The authors argue that clinicians can play a key role in understanding and validating women’s experiences by asking about the duration of cognitive symptoms, impacts on day-to-day functioning and any other medical or psychosocial factors that could be contributing to cognitive symptoms.
The review also discusses a range of approaches that may ease cognitive symptoms, such as improving sleep quality, engaging in regular aerobic exercise and eating a balanced diet. There is also little but promising research into the impact of psychological therapies targeting cognitive symptoms, with a recent meta-analysis of three cognitive behavioural therapy-based studies showing significant improvements in memory and concentration. The evidence is more mixed for the benefits of hormone therapy on cognitive symptoms during menopause.
The authors identify cognitive symptoms as a major area of unmet need in menopause research. They call for a unified definition of menopause-related cognitive changes and for prospective, longitudinal studies that can track women from pre- to post-menopause. Better understanding of the biological, psychological and social factors that contribute to cognitive symptoms will be crucial for developing effective treatments.
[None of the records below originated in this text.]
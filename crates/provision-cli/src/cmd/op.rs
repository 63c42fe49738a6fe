use crate::output::{or_dash, print_json, print_table, short_id};
use anyhow::Context;
use clap::Subcommand;
use provision_core::operation::Operation;
use provision_core::types::{OperationId, OperationKind, OperationStatus, ResourceId};
use std::path::Path;

#[derive(Subcommand)]
pub enum OpSubcommand {
    /// Record a NotStarted operation against a resource
    Schedule {
        resource: String,
        /// create, update, delete, ensure_roles or ensure_firewall_rules
        #[arg(long)]
        kind: String,
        /// Payload as a JSON object
        #[arg(long)]
        payload: Option<String>,
        /// Operation that must succeed first
        #[arg(long)]
        depends_on: Option<String>,
        #[arg(long)]
        description: Option<String>,
        /// Put the operation on the queue as a batch of one
        #[arg(long)]
        enqueue: bool,
    },
    /// Show one operation
    Show { id: String },
    /// List operations
    List {
        /// Filter by status (e.g. failed, in_progress)
        #[arg(long)]
        status: Option<String>,
        /// Only operations of this resource
        #[arg(long)]
        resource: Option<String>,
    },
    /// Abandoned operations that need an operator
    ListAbandoned,
    /// Abort a non-terminal operation
    Abort {
        id: String,
        #[arg(long, default_value = "aborted by operator")]
        reason: String,
    },
}

pub fn run(root: &Path, subcmd: OpSubcommand, json: bool) -> anyhow::Result<()> {
    match subcmd {
        OpSubcommand::Schedule {
            resource,
            kind,
            payload,
            depends_on,
            description,
            enqueue,
        } => schedule(
            root,
            &resource,
            &kind,
            payload.as_deref(),
            depends_on.as_deref(),
            description,
            enqueue,
            json,
        ),
        OpSubcommand::Show { id } => show(root, &id, json),
        OpSubcommand::List { status, resource } => {
            list(root, status.as_deref(), resource.as_deref(), json)
        }
        OpSubcommand::ListAbandoned => list_abandoned(root, json),
        OpSubcommand::Abort { id, reason } => abort(root, &id, &reason, json),
    }
}

#[allow(clippy::too_many_arguments)]
fn schedule(
    root: &Path,
    resource: &str,
    kind: &str,
    payload: Option<&str>,
    depends_on: Option<&str>,
    description: Option<String>,
    enqueue: bool,
    json: bool,
) -> anyhow::Result<()> {
    let resource_id: ResourceId = super::parse_id(resource, "resource")?;
    let kind: OperationKind = kind.parse()?;
    let raw = match payload {
        Some(text) => serde_json::from_str(text).context("--payload is not valid JSON")?,
        None => serde_json::Value::Null,
    };
    let depends_on = depends_on
        .map(|id| super::parse_id::<OperationId>(id, "operation"))
        .transpose()?;

    let provisioner = super::open(root)?;
    let scheduler = provisioner.scheduler();
    let op = scheduler.schedule_operation(resource_id, kind, raw, depends_on, description)?;
    let batch = if enqueue {
        Some(scheduler.enqueue_batch(&[op.id], &op.description)?)
    } else {
        None
    };

    if json {
        print_json(&serde_json::json!({
            "operation": op,
            "batch_id": batch.as_ref().map(|b| b.id),
        }))?;
        return Ok(());
    }
    println!("Scheduled {} [{}]", op.kind, op.id);
    if let Some(batch) = batch {
        println!("Enqueued batch {}", batch.id);
    }
    Ok(())
}

fn show(root: &Path, id: &str, json: bool) -> anyhow::Result<()> {
    let id: OperationId = super::parse_id(id, "operation")?;
    let provisioner = super::open(root)?;
    let op = provisioner.store().get_operation(id)?;

    if json {
        print_json(&op)?;
        return Ok(());
    }
    println!("{} [{}]", op.description, op.id);
    println!("  resource:  {}", op.resource_id);
    println!("  kind:      {}", op.kind);
    println!("  status:    {}", op.status);
    println!("  tries:     {}/{}", op.try_count, op.max_try_count);
    println!("  after:     {}", or_dash(op.depends_on));
    println!("  batch:     {}", or_dash(op.batch_id));
    println!("  session:   {}", or_dash(op.session_id.as_deref()));
    println!("  heartbeat: {}", or_dash(op.heartbeat_at.map(|t| t.to_rfc3339())));
    if let Some(err) = &op.last_error {
        println!("  error:     {err}");
    }
    if let Some(reason) = &op.abort_reason {
        println!("  aborted:   {reason}");
    }
    Ok(())
}

fn list(
    root: &Path,
    status: Option<&str>,
    resource: Option<&str>,
    json: bool,
) -> anyhow::Result<()> {
    let status = status.map(str::parse::<OperationStatus>).transpose()?;
    let provisioner = super::open(root)?;
    let store = provisioner.store();
    let ops: Vec<Operation> = match resource {
        Some(resource) => store
            .operations_for_resource(super::parse_id(resource, "resource")?)?
            .into_iter()
            .filter(|op| status.map_or(true, |s| op.status == s))
            .collect(),
        None => store.list_operations(status)?,
    };

    if json {
        print_json(&ops)?;
        return Ok(());
    }
    if ops.is_empty() {
        println!("No operations.");
        return Ok(());
    }
    let rows = ops
        .iter()
        .map(|op| {
            vec![
                op.id.to_string(),
                short_id(op.resource_id),
                op.kind.to_string(),
                op.status.to_string(),
                format!("{}/{}", op.try_count, op.max_try_count),
                or_dash(op.batch_id.map(short_id)),
            ]
        })
        .collect();
    print_table(&["ID", "RESOURCE", "KIND", "STATUS", "TRIES", "BATCH"], rows);
    Ok(())
}

fn list_abandoned(root: &Path, json: bool) -> anyhow::Result<()> {
    let provisioner = super::open(root)?;
    let items = provisioner.store().list_abandoned()?;

    if json {
        print_json(&items)?;
        return Ok(());
    }
    if items.is_empty() {
        println!("No abandoned operations.");
        return Ok(());
    }
    let rows = items
        .iter()
        .map(|a| {
            vec![
                short_id(a.operation_id),
                format!("{} '{}'", a.resource_type, a.resource_name),
                a.kind.to_string(),
                format!("{}/{}", a.try_count, a.max_try_count),
                a.last_error.clone().unwrap_or_default(),
            ]
        })
        .collect();
    print_table(&["OP", "RESOURCE", "KIND", "TRIES", "LAST ERROR"], rows);
    println!("\nUse `provision retry <resource>` to give an operation more tries.");
    Ok(())
}

fn abort(root: &Path, id: &str, reason: &str, json: bool) -> anyhow::Result<()> {
    let id: OperationId = super::parse_id(id, "operation")?;
    let provisioner = super::open(root)?;
    let op = provisioner
        .store()
        .abort(id, reason)
        .with_context(|| format!("could not abort operation {id}"))?;

    if json {
        print_json(&op)?;
    } else {
        println!("Aborted {} [{}]: {reason}", op.kind, op.id);
    }
    Ok(())
}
Lead researcher Dr Caroline Gurvich of Monash University said: “There’s a lot of pressure to use objective measures of cognitive decline, like a memory test, for example, in a clinical trial, but the key symptom of brain fog is a subjective experience. So having a definition that acknowledges the key cognitive symptom is critical.”
This is not without precedent – we already use subjective or self-report measures for depression, anxiety and other mental health conditions with great success.
Dr Gurvich said the proposed definition would also validate women’s individual experiences while empowering them through the reassurance that any objective decline in their cognitive ability is subtle.
She added: “This is a decrease in cognitive or learning efficiency, not functionality or capacity. For many women, the perception they are losing capacity is what drives them to stop work or lose the confidence to live fulfilling lives during and after menopause. I hear all the time from women who have gone through menopause that validation would have made a significant difference to their resilience and the approach they took to living with menopause.”
Co-author Professor Martha Hickey of the University of Melbourne and Royal Women’s Hospital said: “Our analysis of the best available research shows that many women experience some degree of cognitive symptoms, such as brain fog, during the menopause transition.”
“But there’s a lack of long-term data, which means that there’s a gap in our knowledge about how the brain fog symptom develops and changes from peri-menopause to after menopause ends. It’s a real gap in our understanding.”
Professor Spector added: “We increasingly see women, typically at the peak of their careers, losing confidence in the workplace, often translating to leaving work or reducing work hours. Having simple strategies to support and retain them at work is also a broader economic issue.”